**Your goal**
A stretch of the entries below is to be set down exactly, running from the line with "impl std::error::Error for" through the line with "use crate::app::status::StatusSnapshot;", both included, and no other line.

(Stored records)
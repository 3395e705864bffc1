//! # Passgraph
//!
//! Execution ordering for interdependent units of work, built with frame
//! graphs in mind: add passes as nodes, declare either explicit
//! dependencies or per-pass resource reads and writes, and get back a
//! linear order that respects every constraint.
//!
//! ## Core Types
//!
//! - [`SimpleDependencyGraph`]: caller declares direct "runs after" edges.
//! - [`ResourceDependencyGraph`]: edges are derived from declared
//!   resource accesses via the classic hazard rules (RAW, WAW, WAR).
//! - [`TopologicalSorter`] / [`KahnSorter`]: pluggable ordering strategy.
//! - [`GraphError`]: cycle detection and unknown-node reporting.
//!
//! ## Example
//!
//! ```
//! use passgraph::ResourceDependencyGraph;
//!
//! // Two passes contend on one render target; a third reads it last.
//! let mut graph = ResourceDependencyGraph::new();
//! let gbuffer = graph.add_node("gbuffer");
//! let lighting = graph.add_node("lighting");
//! let present = graph.add_node("present");
//!
//! let hdr = "hdr_color";
//! graph.add_write(gbuffer, hdr)?;
//! graph.add_read(lighting, hdr)?;
//! graph.add_write(lighting, hdr)?;
//! graph.add_read(present, hdr)?;
//!
//! let order = graph.build_execution_order()?;
//! assert_eq!(order, vec![gbuffer, lighting, present]);
//! # Ok::<(), passgraph::GraphError>(())
//! ```
//!
//! ## Scope
//!
//! The library produces a single total order. Resource lifetime analysis,
//! barrier synthesis, pass culling and parallel wavefront extraction are
//! jobs for the layer above.

mod edges;
mod error;
mod graph;
mod hazard;
mod sorter;
mod store;

pub use edges::DependencyMap;
pub use error::GraphError;
pub use graph::{ResourceDependencyGraph, SimpleDependencyGraph};
pub use hazard::AccessMode;
pub use sorter::{KahnSorter, TopologicalSorter};
pub use store::{NodeId, NodeStore};
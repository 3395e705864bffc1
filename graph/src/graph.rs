//! Dependency graph facades.
//!
//! A graph couples node storage with one way of declaring dependencies and
//! a sorter strategy. [`SimpleDependencyGraph`] takes explicit "runs
//! after" edges; [`ResourceDependencyGraph`] derives its edges from
//! declared resource reads and writes.

use std::hash::Hash;

use crate::edges::DependencyMap;
use crate::error::GraphError;
use crate::hazard::{AccessMode, AccessTable};
use crate::sorter::{KahnSorter, TopologicalSorter};
use crate::store::{NodeId, NodeStore};

/// Dependency graph with caller-declared edges.
///
/// # Example
///
/// ```
/// use passgraph::SimpleDependencyGraph;
///
/// let mut graph = SimpleDependencyGraph::new();
/// let shadow = graph.add_node("shadow");
/// let lighting = graph.add_node("lighting");
/// graph.add_dependency(lighting, shadow)?;
///
/// let order = graph.build_execution_order()?;
/// assert_eq!(order, vec![shadow, lighting]);
/// # Ok::<(), passgraph::GraphError>(())
/// ```
#[derive(Debug, Clone)]
pub struct SimpleDependencyGraph<T, S = KahnSorter> {
    nodes: NodeStore<T>,
    edges: DependencyMap,
    sorter: S,
}

impl<T> SimpleDependencyGraph<T> {
    /// Creates an empty graph with the default [`KahnSorter`] strategy.
    pub fn new() -> Self {
        Self::with_sorter(KahnSorter)
    }
}

impl<T> Default for SimpleDependencyGraph<T> {
    fn default() -> Self {
        Self::new()
    }
}

impl<T, S: TopologicalSorter> SimpleDependencyGraph<T, S> {
    /// Creates an empty graph with a caller-chosen sorter strategy.
    pub fn with_sorter(sorter: S) -> Self {
        Self {
            nodes: NodeStore::new(),
            edges: DependencyMap::new(),
            sorter,
        }
    }

    /// Adds a node and returns its handle.
    pub fn add_node(&mut self, payload: T) -> NodeId {
        self.nodes.add(payload)
    }

    /// Returns the payload for `id`.
    pub fn get(&self, id: NodeId) -> Option<&T> {
        self.nodes.get(id)
    }

    /// Returns the payload for `id` mutably.
    pub fn get_mut(&mut self, id: NodeId) -> Option<&mut T> {
        self.nodes.get_mut(id)
    }

    /// Number of nodes in the graph.
    pub fn node_count(&self) -> usize {
        self.nodes.len()
    }

    /// Declares that `node` must run after `depends_on`.
    ///
    /// Declaring the same pair again adds a parallel edge, which the
    /// sorter tolerates. Fails with [`GraphError::UnknownNode`] if either
    /// id was never added.
    pub fn add_dependency(&mut self, node: NodeId, depends_on: NodeId) -> Result<(), GraphError> {
        self.check_node(node)?;
        self.check_node(depends_on)?;
        self.edges.add_edge(depends_on, node);
        Ok(())
    }

    /// Computes an execution order honoring every declared dependency.
    ///
    /// The accumulated edges are handed to the sorter unchanged. Fails
    /// with [`GraphError::CyclicDependency`] when the declarations
    /// contradict each other; no partial order is returned.
    pub fn build_execution_order(&self) -> Result<Vec<NodeId>, GraphError> {
        self.sorter.sort(self.nodes.len(), &self.edges)
    }

    fn check_node(&self, id: NodeId) -> Result<(), GraphError> {
        if self.nodes.contains(id) {
            Ok(())
        } else {
            Err(GraphError::UnknownNode(id))
        }
    }
}

/// Dependency graph that derives edges from declared resource accesses.
///
/// Each node declares which shared resources it reads and writes; at build
/// time the hazard rules (RAW, WAW, WAR) turn conflicting accesses into
/// ordering edges, so passes touching the same target line up without any
/// explicit edge declarations. Nodes that only read a resource stay
/// mutually unordered.
///
/// The resource key type `R` is caller-defined and compared by value; an
/// integer handle works well for GPU resources.
///
/// # Example
///
/// ```
/// use passgraph::ResourceDependencyGraph;
///
/// let mut graph = ResourceDependencyGraph::new();
/// let depth_prepass = graph.add_node("depth_prepass");
/// let gbuffer = graph.add_node("gbuffer");
///
/// const DEPTH: u32 = 0;
/// graph.add_write(depth_prepass, DEPTH)?;
/// graph.add_read(gbuffer, DEPTH)?;
///
/// let order = graph.build_execution_order()?;
/// assert_eq!(order, vec![depth_prepass, gbuffer]);
/// # Ok::<(), passgraph::GraphError>(())
/// ```
#[derive(Debug, Clone)]
pub struct ResourceDependencyGraph<T, R, S = KahnSorter> {
    nodes: NodeStore<T>,
    accesses: AccessTable<R>,
    sorter: S,
}

impl<T, R> ResourceDependencyGraph<T, R> {
    /// Creates an empty graph with the default [`KahnSorter`] strategy.
    pub fn new() -> Self {
        Self::with_sorter(KahnSorter)
    }
}

impl<T, R> Default for ResourceDependencyGraph<T, R> {
    fn default() -> Self {
        Self::new()
    }
}

impl<T, R, S: TopologicalSorter> ResourceDependencyGraph<T, R, S> {
    /// Creates an empty graph with a caller-chosen sorter strategy.
    pub fn with_sorter(sorter: S) -> Self {
        Self {
            nodes: NodeStore::new(),
            accesses: AccessTable::new(),
            sorter,
        }
    }

    /// Adds a node and returns its handle.
    pub fn add_node(&mut self, payload: T) -> NodeId {
        self.nodes.add(payload)
    }

    /// Returns the payload for `id`.
    pub fn get(&self, id: NodeId) -> Option<&T> {
        self.nodes.get(id)
    }

    /// Returns the payload for `id` mutably.
    pub fn get_mut(&mut self, id: NodeId) -> Option<&mut T> {
        self.nodes.get_mut(id)
    }

    /// Number of nodes in the graph.
    pub fn node_count(&self) -> usize {
        self.nodes.len()
    }

    /// Declares that `node` reads `resource`.
    ///
    /// Fails with [`GraphError::UnknownNode`] if `node` was never added.
    pub fn add_read(&mut self, node: NodeId, resource: R) -> Result<(), GraphError> {
        self.check_node(node)?;
        self.accesses.record(node, resource, AccessMode::Read);
        Ok(())
    }

    /// Declares that `node` writes `resource`.
    ///
    /// Fails with [`GraphError::UnknownNode`] if `node` was never added.
    pub fn add_write(&mut self, node: NodeId, resource: R) -> Result<(), GraphError> {
        self.check_node(node)?;
        self.accesses.record(node, resource, AccessMode::Write);
        Ok(())
    }

    /// Derives hazard edges from the declared accesses and computes an
    /// execution order honoring them.
    ///
    /// The hazard scan runs from scratch on every call; repeated calls
    /// with unchanged declarations return the identical order. Fails with
    /// [`GraphError::CyclicDependency`] when the accesses imply a cycle.
    pub fn build_execution_order(&self) -> Result<Vec<NodeId>, GraphError>
    where
        R: Eq + Hash,
    {
        let edges = self.accesses.derive(self.nodes.len());
        self.sorter.sort(self.nodes.len(), &edges)
    }

    fn check_node(&self, id: NodeId) -> Result<(), GraphError> {
        if self.nodes.contains(id) {
            Ok(())
        } else {
            Err(GraphError::UnknownNode(id))
        }
    }
}

#[cfg(test)]
mod tests {
    use super::*;

    #[test]
    fn simple_graph_orders_explicit_edges() {
        let mut graph = SimpleDependencyGraph::new();
        let a = graph.add_node("a");
        let b = graph.add_node("b");
        graph.add_dependency(a, b).unwrap();

        let order = graph.build_execution_order().unwrap();
        assert_eq!(order, vec![b, a]);
    }

    #[test]
    fn unknown_node_in_dependency_is_rejected() {
        let mut graph = SimpleDependencyGraph::new();
        let a = graph.add_node("a");
        let ghost = NodeId::from_index(5);

        assert_eq!(
            graph.add_dependency(a, ghost),
            Err(GraphError::UnknownNode(ghost))
        );
        assert_eq!(
            graph.add_dependency(ghost, a),
            Err(GraphError::UnknownNode(ghost))
        );
    }

    #[test]
    fn unknown_node_in_access_is_rejected() {
        let mut graph: ResourceDependencyGraph<&str, u32> = ResourceDependencyGraph::new();
        let ghost = NodeId::from_index(0);

        assert_eq!(
            graph.add_read(ghost, 1),
            Err(GraphError::UnknownNode(ghost))
        );
        assert_eq!(
            graph.add_write(ghost, 1),
            Err(GraphError::UnknownNode(ghost))
        );
    }

    #[test]
    fn payloads_are_reachable_and_mutable() {
        let mut graph: ResourceDependencyGraph<String, u32> = ResourceDependencyGraph::new();
        let id = graph.add_node("shadow".to_string());

        graph.get_mut(id).unwrap().push_str("_map");
        assert_eq!(graph.get(id).map(String::as_str), Some("shadow_map"));
        assert_eq!(graph.node_count(), 1);
    }

    #[test]
    fn rebuild_without_changes_is_stable() {
        let mut graph = ResourceDependencyGraph::new();
        let a = graph.add_node("a");
        let b = graph.add_node("b");
        let c = graph.add_node("c");
        graph.add_write(a, "target").unwrap();
        graph.add_read(b, "target").unwrap();
        graph.add_write(c, "target").unwrap();

        let first = graph.build_execution_order().unwrap();
        let second = graph.build_execution_order().unwrap();
        assert_eq!(first, second);
    }

    #[test]
    fn cycle_from_explicit_edges_surfaces() {
        let mut graph = SimpleDependencyGraph::new();
        let a = graph.add_node("a");
        let b = graph.add_node("b");
        graph.add_dependency(a, b).unwrap();
        graph.add_dependency(b, a).unwrap();

        let err = graph.build_execution_order().unwrap_err();
        assert!(matches!(err, GraphError::CyclicDependency(_)));
    }

    #[test]
    fn custom_sorter_strategy_is_used() {
        /// Schedules in reverse id order, ignoring edges. Only valid for
        /// edge-free graphs, which is all this test builds.
        struct ReverseSorter;

        impl TopologicalSorter for ReverseSorter {
            fn sort(
                &self,
                node_count: usize,
                _edges: &DependencyMap,
            ) -> Result<Vec<NodeId>, GraphError> {
                Ok((0..node_count).rev().map(NodeId::from_index).collect())
            }
        }

        let mut graph = SimpleDependencyGraph::with_sorter(ReverseSorter);
        let a = graph.add_node("a");
        let b = graph.add_node("b");

        let order = graph.build_execution_order().unwrap();
        assert_eq!(order, vec![b, a]);
    }
}
//! Directed dependency edges between nodes.

use crate::store::NodeId;

/// Predecessor → successors adjacency for a dependency graph.
///
/// An edge `before → after` means `before` must be scheduled ahead of
/// `after`. Parallel edges between the same pair are kept as separate
/// occurrences rather than deduplicated: each occurrence adds one to the
/// successor's in-degree and is decremented exactly once when `before` is
/// scheduled, so duplicates cannot wedge the sort.
#[derive(Debug, Clone, Default)]
pub struct DependencyMap {
    /// Outgoing edges per node, indexed densely by id.
    successors: Vec<Vec<NodeId>>,
    /// Total edge occurrences, duplicates included.
    edge_count: usize,
}

impl DependencyMap {
    /// Creates an empty edge mapping.
    pub fn new() -> Self {
        Self::default()
    }

    /// Records that `before` must be scheduled ahead of `after`.
    pub fn add_edge(&mut self, before: NodeId, after: NodeId) {
        if self.successors.len() <= before.index() {
            self.successors.resize_with(before.index() + 1, Vec::new);
        }
        self.successors[before.index()].push(after);
        self.edge_count += 1;
    }

    /// Successors of `id`, in the order their edges were recorded.
    pub fn successors(&self, id: NodeId) -> &[NodeId] {
        match self.successors.get(id.index()) {
            Some(list) => list,
            None => &[],
        }
    }

    /// Total number of recorded edge occurrences, duplicates included.
    pub fn edge_count(&self) -> usize {
        self.edge_count
    }
}
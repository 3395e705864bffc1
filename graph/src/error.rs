//! Error types for execution-order building.

use std::fmt;

use crate::store::NodeId;

/// Errors that can occur while building an execution order.
#[derive(Debug, Clone, PartialEq, Eq)]
pub enum GraphError {
    /// The declared dependencies contain a cycle.
    ///
    /// Carries the nodes still blocked when scheduling stalled: every
    /// member of the cycle, possibly along with nodes that transitively
    /// depend on one. No partial order is produced.
    CyclicDependency(Vec<NodeId>),
    /// A declaration referenced a node id that was never added.
    UnknownNode(NodeId),
}

impl fmt::Display for GraphError {
    fn fmt(&self, f: &mut fmt::Formatter<'_>) -> fmt::Result {
        match self {
            Self::CyclicDependency(blocked) => {
                write!(f, "dependency cycle among nodes [")?;
                for (i, node) in blocked.iter().enumerate() {
                    if i > 0 {
                        write!(f, ", ")?;
                    }
                    write!(f, "{node}")?;
                }
                write!(f, "]")
            }
            Self::UnknownNode(node) => write!(f, "unknown node {node}"),
        }
    }
}

impl std::error::Error for GraphError {}
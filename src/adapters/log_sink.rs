//! Log-based status sink adapter.
//!
//! Implements [`StatusSink`] by writing status lines through the `log`
//! facade (which the binary routes to the console).  Periodic telemetry
//! is rate-limited; state changes, fault changes and cues are logged on
//! the tick they happen.

use log::{info, warn};

use crate::app::ports::StatusSink;
use crate::app::status::StatusSnapshot;
use crate::error::SinkError;
use crate::fsm::RideState;
use crate::safety::SafetyFault;

/// Adapter that logs ride status to the console.
pub struct LogStatusSink {
    interval: u64,
    last_state: Option<RideState>,
    last_fault: SafetyFault,
}

impl LogStatusSink {
    /// Emit a telemetry line every `interval` ticks (at least 1).
    pub fn new(interval: u32) -> Self {
        Self {
            interval: u64::from(interval.max(1)),
            last_state: None,
            last_fault: SafetyFault::None,
        }
    }
}

impl StatusSink for LogStatusSink {
    fn publish(&mut self, s: &StatusSnapshot) -> Result<(), SinkError> {
        match self.last_state {
            None => info!("START | initial_state={:?}", s.state),
            Some(prev) if prev != s.state => info!("STATE | {:?} -> {:?}", prev, s.state),
            Some(_) => {}
        }
        self.last_state = Some(s.state);

        if s.fault != self.last_fault {
            if s.fault.is_some() {
                warn!("FAULT | {}", s.fault);
            } else {
                info!("FAULT | cleared");
            }
            self.last_fault = s.fault;
        }

        if let Some(cue) = s.cue {
            info!("CUE | {cue:?}");
        }

        if s.tick % self.interval == 0 {
            info!(
                "TELEM | tick={} state={:?} t={}ms | cmd={:?} {} QPPS | \
                 meas={} QPPS pos={} | comm={} fault={}",
                s.tick,
                s.state,
                s.elapsed_in_state.as_millis(),
                s.command.profile,
                s.command.velocity,
                s.motor.measured_velocity,
                s.motor.position,
                if s.motor.comm_alive { "OK" } else { "LOST" },
                s.fault,
            );
        }
        Ok(())
    }
}
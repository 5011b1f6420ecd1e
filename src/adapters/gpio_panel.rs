//! Operator console on GPIO input lines.
//!
//! Buttons and key switches pull their line LOW when active.  The e-stop is
//! a normally-closed loop: LOW while intact, HIGH when pressed or broken,
//! so a cut wire reads as an emergency stop.

use embedded_hal::digital::InputPin;

use crate::app::ports::ControlPanel;
use crate::error::PanelError;
use crate::fsm::context::ControlPanelSnapshot;

/// The seven console inputs.
pub struct PanelLines<P> {
    pub dispatch: P,
    pub estop: P,
    pub key_armed: P,
    pub restraints: P,
    pub reset: P,
    pub stop: P,
    pub maintenance: P,
}

pub struct GpioControlPanel<P> {
    lines: PanelLines<P>,
}

impl<P: InputPin> GpioControlPanel<P> {
    pub fn new(lines: PanelLines<P>) -> Self {
        Self { lines }
    }
}

fn active_low<P: InputPin>(pin: &mut P, line: &'static str) -> Result<bool, PanelError> {
    pin.is_low().map_err(|e| PanelError::InputRead {
        line,
        reason: format!("{e:?}"),
    })
}

impl<P: InputPin> ControlPanel for GpioControlPanel<P> {
    fn read(&mut self) -> Result<ControlPanelSnapshot, PanelError> {
        let l = &mut self.lines;
        // Loop intact reads LOW; anything else is an e-stop.
        let estop_asserted = !active_low(&mut l.estop, "estop")?;
        Ok(ControlPanelSnapshot {
            dispatch_requested: active_low(&mut l.dispatch, "dispatch")?,
            estop_asserted,
            key_armed: active_low(&mut l.key_armed, "key_armed")?,
            restraints_locked: active_low(&mut l.restraints, "restraints")?,
            reset_requested: active_low(&mut l.reset, "reset")?,
            stop_requested: active_low(&mut l.stop, "stop")?,
            maintenance_mode: active_low(&mut l.maintenance, "maintenance")?,
        })
    }
}
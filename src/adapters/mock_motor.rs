//! Simulated drive motor.
//!
//! A first-order follower: each poll moves the measured velocity a fixed
//! fraction of the way toward the last accepted command and integrates
//! position over one tick period.  With the default response of 1.0 the
//! measurement equals the previous tick's command.
//!
//! Faults, silence and velocity overrides can be scripted for tests.

use std::time::Duration;

use crate::app::ports::MotorController;
use crate::error::MotorError;
use crate::fsm::context::{MotorStatus, RideCommand};

/// In-memory motor controller.
#[derive(Debug, Clone)]
pub struct MockMotorController {
    response: f32,
    period: Duration,
    commanded: i32,
    measured: f32,
    position: f64,
    last_command: Option<RideCommand>,
    commands: u64,
    fault_code: Option<u32>,
    scheduled_fault: Option<(u64, u32)>,
    silent_polls: u32,
    silent: bool,
    velocity_override: Option<i32>,
    offline: bool,
}

impl Default for MockMotorController {
    fn default() -> Self {
        Self::new()
    }
}

impl MockMotorController {
    pub fn new() -> Self {
        Self {
            response: 1.0,
            period: Duration::from_millis(50),
            commanded: 0,
            measured: 0.0,
            position: 0.0,
            last_command: None,
            commands: 0,
            fault_code: None,
            scheduled_fault: None,
            silent_polls: 0,
            silent: false,
            velocity_override: None,
            offline: false,
        }
    }

    /// Fraction of the remaining velocity error closed per poll, clamped
    /// to `0.0..=1.0`.
    pub fn with_response(mut self, response: f32) -> Self {
        self.response = response.clamp(0.0, 1.0);
        self
    }

    /// Period used to integrate position.
    pub fn with_period(mut self, period: Duration) -> Self {
        self.period = period;
        self
    }

    // ── Scripting ─────────────────────────────────────────────

    /// Report `code` from now until cleared.
    pub fn set_fault(&mut self, code: Option<u32>) {
        self.fault_code = code;
    }

    /// Raise `code` once `after` commands have been accepted.
    pub fn fault_after_commands(&mut self, after: u64, code: u32) {
        self.scheduled_fault = Some((after, code));
    }

    /// Drop the next `polls` status reads.
    pub fn go_silent_for(&mut self, polls: u32) {
        self.silent_polls = polls;
    }

    /// Drop every status read until turned off.
    pub fn set_silent(&mut self, silent: bool) {
        self.silent = silent;
    }

    /// Report this measured velocity regardless of the command.
    pub fn override_velocity(&mut self, velocity: Option<i32>) {
        self.velocity_override = velocity;
    }

    /// Reject every command with [`MotorError::Offline`].
    pub fn set_offline(&mut self, offline: bool) {
        self.offline = offline;
    }

    // ── Inspection ────────────────────────────────────────────

    pub fn last_command(&self) -> Option<RideCommand> {
        self.last_command
    }

    /// Number of commands accepted so far.
    pub fn commands(&self) -> u64 {
        self.commands
    }

    pub fn measured_velocity(&self) -> i32 {
        self.velocity_override.unwrap_or(self.measured.round() as i32)
    }
}

impl MotorController for MockMotorController {
    fn command(&mut self, command: &RideCommand) -> Result<(), MotorError> {
        if self.offline {
            return Err(MotorError::Offline);
        }
        self.commanded = command.velocity;
        self.last_command = Some(*command);
        self.commands += 1;

        if let Some((after, code)) = self.scheduled_fault {
            if self.commands >= after {
                self.fault_code = Some(code);
                self.scheduled_fault = None;
            }
        }
        Ok(())
    }

    fn read_status(&mut self) -> MotorStatus {
        self.measured += (self.commanded as f32 - self.measured) * self.response;
        let velocity = self.measured_velocity();
        self.position += f64::from(velocity) * self.period.as_secs_f64();

        if self.silent || self.silent_polls > 0 {
            self.silent_polls = self.silent_polls.saturating_sub(1);
            return MotorStatus::silent();
        }

        MotorStatus {
            commanded_velocity: self.commanded,
            measured_velocity: velocity,
            position: self.position as i64,
            fault_code: self.fault_code,
            comm_alive: true,
        }
    }
}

**Solution to this problem**
impl std::error::Error for GraphError {}
filename src/adapters/log_sink.rs
//! Log-based status sink adapter.
//!
//! Implements [`StatusSink`] by writing status lines through the `log`
//! facade (which the binary routes to the console).  Periodic telemetry
//! is rate-limited; state changes, fault changes and cues are logged on
//! the tick they happen.

use log::{info, warn};

use crate::app::ports::StatusSink;
use crate::app::status::StatusSnapshot;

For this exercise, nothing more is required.